Highly sensitive apurinic/apyrimidinic site assay can detect spontaneous and chemically induced depurination under physiological conditions.

One of the most prevalent lesions in DNA is the apurinic/apyrimidinic (AP) site, which is derived from the cleavage of the N-glycosyl bond by DNA glycosylase or by spontaneous depurination. AP sites are repaired by AP endonucleases during the process of base excision repair; however, an imbalance in this DNA repair system may cause mutations as well as cell death. We have established a sensitive and convenient slot-blot method to detect AP sites in genomic DNA using a novel aldehyde reactive probe (ARP), which reacts with the aldehydic group of ring-opened AP sites. The reaction of 1 mM of ARP with 15 microg of genomic DNA containing AP sites at 37 degrees C was completed within 1 min. The AP site-ARP complex was remarkably stable during incubation in TE buffer, even at 100 degrees C for 60 min. The sensitivity of this assay enables detection of 2.4 AP sites per 10(7) bases. By using this ARP-slot-blot assay, the rate of spontaneous depurination of calf thymus DNA was determined.

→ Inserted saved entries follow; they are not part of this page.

//! Shared utilities

pub mod error;

pub use error::{AppError, AppResult, ErrorResponse};
//! Tauri command handlers
//!
//! IPC command handlers the webview calls through Tauri's invoke system.

pub mod recording;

Under physiological conditions, AP sites were increased at 1.54 AP sites/10(6) nucleotides/day (9000 AP sites/cell/day). This highly sensitive assay allows us to determine the endogenous level of AP sites in genomic DNA, as well as to investigate whether DNA-damaging agents cause imbalances of base excision/AP endonuclease repair in vivo and in vitro.